Selandia Baru akan berutang untuk menjaga angka pengangguran di bawah 10 persen.

AP Photo/Mark Baker
Aktivitas pertokoan di Christchurch, Selandia Baru, Selasa (28/4).
Rep: Lintar Satria Red: Nur Aini

REPUBLIKA.CO.ID, WELLINGTON -- Pemerintah Selandia Baru berencana meminjam dan mengeluarkan banyak dana untuk menjaga angka pengangguran di bawah 10 persen. Hal itu menjadi salah satu cara menahan dampak ekonomi pandemi virus corona.

Menteri Keuangan Selandia Baru Grant Robertson mengungkapkan pengeluaran anggaran pemerintah tidak pernah dilakukan sebelumnya. Pada 2023, utang Selandia Baru akan naik dari 20 persen PDB menjadi 54 persen PDB.

Ribuan lapangan pekerjaan diciptakan dengan mempekerjakan banyak orang untuk membangun rumah dan memperbaiki lingkungan. Tapi besarnya pengeluaran tidak cukup untuk menanggulangi keterpurukan yang diakibatkan pandemi.

Pada bulan Juni mendatang, angka pengangguran diperkirakan akan naik dari 4 persen menjadi hampir 10 persen. Robertson menyadari sektor pariwisata yang menyumbang 10 persen perekonomian Negeri Kiwi tidak akan memberikan kontribusi yang sama untuk beberapa tahun ke depan.

"Kami menghadapi krisis kesehatan dan ekonomi global yang belum pernah terjadi sejak Depresi Besar," kata Robertson, Kamis (14/5).

Anggaran itu dirilis di hari yang sama Selandia Baru mencabut sebagian peraturan pembatasan sosial yang bertujuan untuk memutus rantai penularan virus corona.
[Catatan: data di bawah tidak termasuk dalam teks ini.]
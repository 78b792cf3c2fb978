//! Error types for the paging simulator.

use thiserror::Error;

/// Result type alias used across the crate
pub type Result<T> = std::result::Result<T, Error>;

/// Simulator error types
#[derive(Error, Debug)]
pub enum Error {
    /// Page number outside the logical page table
    #[error("page {page} is out of range for a page table of {table_cnt} entries")]
    PageOutOfRange { page: usize, table_cnt: usize },

    /// A logical count exceeds its storage bound
    #[error("{what} count {count} exceeds the maximum of {max}")]
    CountOutOfRange {
        what: &'static str,
        count: usize,
        max: usize,
    },

    /// Frame requested from an empty pool
    #[error("frame pool is exhausted")]
    PoolExhausted,

    /// Frame accounting or timestamp ordering was broken by the caller
    #[error("invariant violated: {0}")]
    InvariantViolation(String),

    /// IO error while loading input
    #[error("IO error: {0}")]
    Io(#[from] std::io::Error),

    /// Malformed input line
    #[error("parse error on line {line}: {reason}")]
    Parse { line: usize, reason: String },
}

impl Error {
    pub(crate) fn invariant(msg: impl Into<String>) -> Self {
        Error::InvariantViolation(msg.into())
    }

    /// True for caller-side contract breaches rather than bad input
    pub fn is_invariant_violation(&self) -> bool {
        matches!(self, Error::InvariantViolation(_))
    }
}
use super::gateway;
use crate::config::Config;
use crate::Result;

/// 列出推理服务上的模型
pub async fn list(config: &Config) -> Result<()> {
    tracing::info!("Listing models on {}", config.gateway.base_url);

    let models = gateway(config)?.list().await?;
    if models.is_empty() {
        println!("No models available.");
    }
    for model in models {
        println!("{}", model);
    }
    Ok(())
}
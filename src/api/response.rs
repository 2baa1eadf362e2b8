use chrono::{DateTime, Utc};
use regex::Regex;
use serde::{Deserialize, Serialize};
use std::sync::LazyLock;
use std::time::Duration;

/// 未能从模型输出中解析置信度时使用的默认值
pub const DEFAULT_CONFIDENCE: f32 = 0.7;

static CONFIDENCE: LazyLock<Regex> = LazyLock::new(|| {
    Regex::new(r"(?i)confidence\D*?(\d+(?:\.\d+)?)").expect("invalid confidence pattern")
});

/// 推理响应（缓存的负载）
#[derive(Debug, Clone, PartialEq, Serialize, Deserialize)]
pub struct QueryResponse {
    pub text: String,
    pub model: String,
    pub confidence: f32,
    pub created_at: DateTime<Utc>,
}

impl QueryResponse {
    /// 由模型原始输出构造响应，并解析其中的置信度
    pub fn from_model_output(model: impl Into<String>, text: impl Into<String>) -> Self {
        let text = text.into();
        let confidence = parse_confidence(&text).unwrap_or(DEFAULT_CONFIDENCE);
        Self {
            text,
            model: model.into(),
            confidence,
            created_at: Utc::now(),
        }
    }
}

/// 结果来源
#[derive(Debug, Clone, Copy, PartialEq, Eq, Serialize, Deserialize)]
#[serde(rename_all = "snake_case")]
pub enum HitKind {
    /// 精确缓存命中
    Exact,
    /// 语义相似命中
    Semantic,
    /// 新完成的推理
    Inferred,
}

/// 查询结果
#[derive(Debug, Clone, Serialize)]
pub struct QueryOutcome {
    pub response: QueryResponse,
    pub hit: HitKind,
    /// 语义命中时的相似度
    pub similarity: Option<f32>,
    pub processing_time: Duration,
}

/// 从形如 "Confidence: 85%" 或 "confidence 0.9" 的行中提取置信度
pub fn parse_confidence(text: &str) -> Option<f32> {
    text.lines()
        .find_map(|line| CONFIDENCE.captures(line))
        .and_then(|caps| caps.get(1))
        .and_then(|m| m.as_str().parse::<f32>().ok())
        .map(|v| if v > 1.0 { v / 100.0 } else { v })
        .map(|v| v.clamp(0.0, 1.0))
}

#[cfg(test)]
mod tests {
    use super::*;

    #[test]
    fn test_parse_confidence() {
        assert_eq!(parse_confidence("Answer\nConfidence: 0.9"), Some(0.9));
        assert_eq!(parse_confidence("Confidence level 85%"), Some(0.85));
        assert_eq!(parse_confidence("no score here"), None);
        assert_eq!(parse_confidence("confidence is high"), None);
        assert_eq!(parse_confidence("Q3 confidence: 0.82"), Some(0.82));
    }

    #[test]
    fn test_default_confidence() {
        let resp = QueryResponse::from_model_output("tinyllama", "Revenue grew 12%.");
        assert_eq!(resp.confidence, DEFAULT_CONFIDENCE);
        assert_eq!(resp.model, "tinyllama");
    }
}
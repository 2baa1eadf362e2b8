//! 可插拔的查询处理扩展

pub mod transform;

pub use transform::{NoopTransform, PiiRedactor, QueryTransform};
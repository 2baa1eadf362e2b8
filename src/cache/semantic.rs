//! 语义查询缓存
//!
//! 精确键命中优先；否则按余弦相似度匹配已缓存查询。
//! 容量满时一次性移除最久未访问的 20% 条目。

use crate::api::response::QueryResponse;
use crate::cache::embedding::{cosine, pseudo_embedding, Embedder, TermVectorizer};
use crate::config::CacheConfig;
use parking_lot::Mutex;
use serde::Serialize;
use sha2::{Digest, Sha256};
use std::collections::HashMap;
use std::time::Instant;

/// 键与指纹之间的分隔符
const KEY_SEPARATOR: char = '\u{1f}';

const QUERY_SAMPLE_CHARS: usize = 100;

/// 缓存条目
#[derive(Debug, Clone)]
pub struct CacheEntry {
    pub response: QueryResponse,
    pub confidence: f32,
    pub embedding: Vec<f32>,
    pub access_count: u64,
    pub last_accessed: Instant,
    /// 单调访问序号，用于淘汰排序
    access_tick: u64,
    pub quality_score: f32,
    pub context_fingerprint: String,
    pub query_sample: String,
}

/// 查找结果
#[derive(Debug, Clone, PartialEq)]
pub enum CacheLookup {
    Exact(QueryResponse),
    Semantic {
        response: QueryResponse,
        similarity: f32,
    },
    Miss,
}

impl CacheLookup {
    pub fn is_hit(&self) -> bool {
        !matches!(self, CacheLookup::Miss)
    }
}

/// 缓存统计
#[derive(Debug, Clone, Serialize)]
pub struct CacheStats {
    pub size: usize,
    pub capacity: usize,
    pub total_accesses: u64,
    pub exact_hits: u64,
    pub semantic_hits: u64,
    pub misses: u64,
    pub hit_rate: f64,
    pub average_quality: f32,
}

struct CacheState {
    entries: HashMap<String, CacheEntry>,
    embedder: Box<dyn Embedder>,
    similarity_threshold: f32,
    tick: u64,
    exact_hits: u64,
    semantic_hits: u64,
    misses: u64,
}

impl CacheState {
    fn next_tick(&mut self) -> u64 {
        self.tick += 1;
        self.tick
    }

    fn embed(&mut self, normalized: &str) -> Vec<f32> {
        match self.embedder.embed(normalized) {
            Ok(vector) => vector,
            Err(e) => {
                tracing::debug!("Vectorization failed ({}), using hash embedding", e);
                pseudo_embedding(normalized, self.embedder.dimension())
            }
        }
    }

    fn touch(&mut self, key: &str) -> Option<QueryResponse> {
        let tick = self.next_tick();
        let entry = self.entries.get_mut(key)?;
        entry.access_count += 1;
        entry.last_accessed = Instant::now();
        entry.access_tick = tick;
        Some(entry.response.clone())
    }
}

/// 语义查询缓存
///
/// 所有状态由同一把锁保护，`store` 与 `lookup` 不会观察到淘汰到一半的缓存。
pub struct SemanticQueryCache {
    state: Mutex<CacheState>,
    capacity: usize,
    require_same_context: bool,
}

impl SemanticQueryCache {
    /// 使用默认词频向量化创建
    pub fn new(config: &CacheConfig) -> Self {
        Self::with_embedder(config, Box::new(TermVectorizer::new(config.embedding_dim)))
    }

    pub fn with_embedder(config: &CacheConfig, embedder: Box<dyn Embedder>) -> Self {
        Self {
            state: Mutex::new(CacheState {
                entries: HashMap::new(),
                embedder,
                similarity_threshold: config.similarity_threshold,
                tick: 0,
                exact_hits: 0,
                semantic_hits: 0,
                misses: 0,
            }),
            capacity: config.capacity.max(1),
            require_same_context: config.require_same_context,
        }
    }

    /// 查找缓存
    pub fn lookup(&self, query: &str, context_fingerprint: &str) -> CacheLookup {
        let normalized = normalize_query(query);
        let key = cache_key(&normalized, context_fingerprint);

        let mut state = self.state.lock();
        let embedding = state.embed(&normalized);

        if let Some(response) = state.touch(&key) {
            state.exact_hits += 1;
            tracing::debug!("Exact cache hit for key {}", &key[..12]);
            return CacheLookup::Exact(response);
        }

        let threshold = state.similarity_threshold;
        let best = state
            .entries
            .iter()
            .filter(|(_, entry)| {
                !self.require_same_context || entry.context_fingerprint == context_fingerprint
            })
            .map(|(key, entry)| (key, cosine(&embedding, &entry.embedding)))
            .filter(|(_, similarity)| *similarity >= threshold)
            .max_by(|a, b| a.1.total_cmp(&b.1))
            .map(|(key, similarity)| (key.clone(), similarity));

        match best {
            Some((key, similarity)) => match state.touch(&key) {
                Some(response) => {
                    state.semantic_hits += 1;
                    tracing::debug!("Semantic cache hit (similarity: {:.3})", similarity);
                    CacheLookup::Semantic {
                        response,
                        similarity,
                    }
                }
                None => {
                    state.misses += 1;
                    CacheLookup::Miss
                }
            },
            None => {
                state.misses += 1;
                CacheLookup::Miss
            }
        }
    }

    /// 写入缓存
    pub fn store(&self, query: &str, context_fingerprint: &str, response: QueryResponse) {
        let normalized = normalize_query(query);
        let key = cache_key(&normalized, context_fingerprint);

        let mut state = self.state.lock();
        let embedding = state.embed(&normalized);
        let tick = state.next_tick();

        if !state.entries.contains_key(&key) && state.entries.len() >= self.capacity {
            self.evict_oldest(&mut state);
        }

        let confidence = response.confidence;
        state.entries.insert(
            key,
            CacheEntry {
                response,
                confidence,
                embedding,
                access_count: 1,
                last_accessed: Instant::now(),
                access_tick: tick,
                quality_score: confidence,
                context_fingerprint: context_fingerprint.to_string(),
                query_sample: query.chars().take(QUERY_SAMPLE_CHARS).collect(),
            },
        );
    }

    /// 一次性移除最久未访问的 20%（至少一条）
    fn evict_oldest(&self, state: &mut CacheState) {
        let count = (state.entries.len() / 5).max(1);
        let mut by_age: Vec<(u64, String)> = state
            .entries
            .iter()
            .map(|(key, entry)| (entry.access_tick, key.clone()))
            .collect();
        by_age.sort_unstable();

        for (_, key) in by_age.into_iter().take(count) {
            state.entries.remove(&key);
        }
        tracing::info!("Cache evicted {} entries", count);
    }

    pub fn stats(&self) -> CacheStats {
        let state = self.state.lock();
        let lookups = state.exact_hits + state.semantic_hits + state.misses;
        let size = state.entries.len();
        let average_quality = if size == 0 {
            0.0
        } else {
            state.entries.values().map(|e| e.quality_score).sum::<f32>() / size as f32
        };

        CacheStats {
            size,
            capacity: self.capacity,
            total_accesses: state.entries.values().map(|e| e.access_count).sum(),
            exact_hits: state.exact_hits,
            semantic_hits: state.semantic_hits,
            misses: state.misses,
            hit_rate: if lookups == 0 {
                0.0
            } else {
                (state.exact_hits + state.semantic_hits) as f64 / lookups as f64
            },
            average_quality,
        }
    }

    pub fn set_similarity_threshold(&self, threshold: f32) {
        self.state.lock().similarity_threshold = threshold;
    }

    pub fn similarity_threshold(&self) -> f32 {
        self.state.lock().similarity_threshold
    }

    pub fn clear(&self) {
        self.state.lock().entries.clear();
    }

    pub fn len(&self) -> usize {
        self.state.lock().entries.len()
    }

    pub fn is_empty(&self) -> bool {
        self.len() == 0
    }

    pub fn capacity(&self) -> usize {
        self.capacity
    }
}

/// 去首尾空白、折叠连续空白并转小写
pub fn normalize_query(query: &str) -> String {
    query
        .split_whitespace()
        .collect::<Vec<_>>()
        .join(" ")
        .to_lowercase()
}

/// SHA-256（规范化查询 + 上下文指纹）的十六进制
pub fn cache_key(normalized_query: &str, context_fingerprint: &str) -> String {
    let digest = Sha256::new()
        .chain_update(normalized_query.as_bytes())
        .chain_update(KEY_SEPARATOR.to_string().as_bytes())
        .chain_update(context_fingerprint.as_bytes())
        .finalize();
    hex::encode(digest)
}

#[cfg(test)]
mod tests {
    use super::*;
    use crate::cache::embedding::EmbeddingError;

    /// 按文本返回固定向量
    struct FixedEmbedder(HashMap<String, Vec<f32>>);

    impl Embedder for FixedEmbedder {
        fn dimension(&self) -> usize {
            2
        }

        fn embed(&mut self, text: &str) -> Result<Vec<f32>, EmbeddingError> {
            self.0.get(text).cloned().ok_or(EmbeddingError::NoKnownTerms)
        }
    }

    fn config(capacity: usize) -> CacheConfig {
        CacheConfig {
            capacity,
            ..CacheConfig::default()
        }
    }

    fn response(text: &str) -> QueryResponse {
        QueryResponse::from_model_output("tinyllama", text)
    }

    #[test]
    fn test_exact_hit_is_deterministic() {
        let cache = SemanticQueryCache::new(&config(10));
        cache.store("Total revenue in March?", "ctx-1", response("42"));

        for _ in 0..3 {
            match cache.lookup("  total REVENUE in   march?", "ctx-1") {
                CacheLookup::Exact(r) => assert_eq!(r.text, "42"),
                other => panic!("expected exact hit, got {:?}", other),
            }
        }
        assert_eq!(cache.stats().exact_hits, 3);
        assert_eq!(cache.stats().total_accesses, 4);
    }

    #[test]
    fn test_context_changes_key() {
        assert_ne!(cache_key("q", "a"), cache_key("q", "b"));
        assert_eq!(cache_key("q", "a").len(), 64);
    }

    #[test]
    fn test_similarity_threshold() {
        let vectors = HashMap::from([
            ("stored".to_string(), vec![1.0, 0.0]),
            ("probe".to_string(), vec![0.8, 0.6]),
        ]);
        let cache = SemanticQueryCache::with_embedder(&config(10), Box::new(FixedEmbedder(vectors)));
        cache.store("stored", "ctx", response("cached answer"));

        assert_eq!(cache.lookup("probe", "other"), CacheLookup::Miss);

        cache.set_similarity_threshold(0.75);
        match cache.lookup("probe", "other") {
            CacheLookup::Semantic {
                response,
                similarity,
            } => {
                assert_eq!(response.text, "cached answer");
                assert!((similarity - 0.8).abs() < 1e-6);
            }
            other => panic!("expected semantic hit, got {:?}", other),
        }
    }

    #[test]
    fn test_require_same_context() {
        let vectors = HashMap::from([
            ("stored".to_string(), vec![1.0, 0.0]),
            ("probe".to_string(), vec![0.8, 0.6]),
        ]);
        let cfg = CacheConfig {
            similarity_threshold: 0.75,
            require_same_context: true,
            ..config(10)
        };
        let cache = SemanticQueryCache::with_embedder(&cfg, Box::new(FixedEmbedder(vectors)));
        cache.store("stored", "ctx", response("cached answer"));

        assert_eq!(cache.lookup("probe", "other"), CacheLookup::Miss);
        assert!(cache.lookup("probe", "ctx").is_hit());
    }

    #[test]
    fn test_bulk_eviction() {
        let cache = SemanticQueryCache::new(&config(10));
        for i in 0..10 {
            cache.store(&format!("query number{}", i), "ctx", response("r"));
        }
        assert_eq!(cache.len(), 10);

        // 最早写入的 query number0 被访问后不应被淘汰
        assert!(matches!(cache.lookup("query number0", "ctx"), CacheLookup::Exact(_)));

        cache.store("one more", "ctx", response("r"));
        assert_eq!(cache.len(), 9);
        assert!(matches!(cache.lookup("query number0", "ctx"), CacheLookup::Exact(_)));
        assert!(!matches!(cache.lookup("query number1", "ctx"), CacheLookup::Exact(_)));
        assert!(!matches!(cache.lookup("query number2", "ctx"), CacheLookup::Exact(_)));
        assert!(matches!(cache.lookup("query number3", "ctx"), CacheLookup::Exact(_)));
    }

    #[test]
    fn test_overwrite_existing_key_does_not_evict() {
        let cache = SemanticQueryCache::new(&config(2));
        cache.store("alpha", "ctx", response("1"));
        cache.store("beta", "ctx", response("2"));
        cache.store("alpha", "ctx", response("3"));
        assert_eq!(cache.len(), 2);
        match cache.lookup("alpha", "ctx") {
            CacheLookup::Exact(r) => assert_eq!(r.text, "3"),
            other => panic!("expected exact hit, got {:?}", other),
        }
    }

    #[test]
    fn test_fallback_embedding_never_fails() {
        let cache = SemanticQueryCache::new(&CacheConfig {
            embedding_dim: 1,
            ..config(10)
        });
        cache.store("alpha", "ctx", response("1"));
        // 词表已满，走哈希伪向量
        cache.store("omega", "ctx", response("2"));
        assert_eq!(cache.len(), 2);
        assert!(matches!(cache.lookup("omega", "ctx"), CacheLookup::Exact(_)));
    }

    #[test]
    fn test_stats_and_clear() {
        let cache = SemanticQueryCache::new(&config(10));
        cache.store("inventory levels", "ctx", response("Confidence: 0.9"));
        assert!(cache.lookup("inventory levels", "ctx").is_hit());
        assert_eq!(cache.lookup("payroll", "ctx"), CacheLookup::Miss);

        let stats = cache.stats();
        assert_eq!(stats.size, 1);
        assert_eq!(stats.misses, 1);
        assert!((stats.hit_rate - 0.5).abs() < 1e-9);
        assert!((stats.average_quality - 0.9).abs() < 1e-6);

        cache.clear();
        assert!(cache.is_empty());
    }
}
Mal-mal, toko ritel, dan restoran sudah dibuka kembali. Sebagian besar pekerja kembali bekerja di kantor.

Hal itu mencerminkan keberhasilan Selandia Baru dalam mencegah penyebaran virus. Pada Kamis ini untuk ketiga kalinya berturut-turut pihak berwenang kesehatan Selandia Baru melaporkan tidak ada kasus baru Covid-19.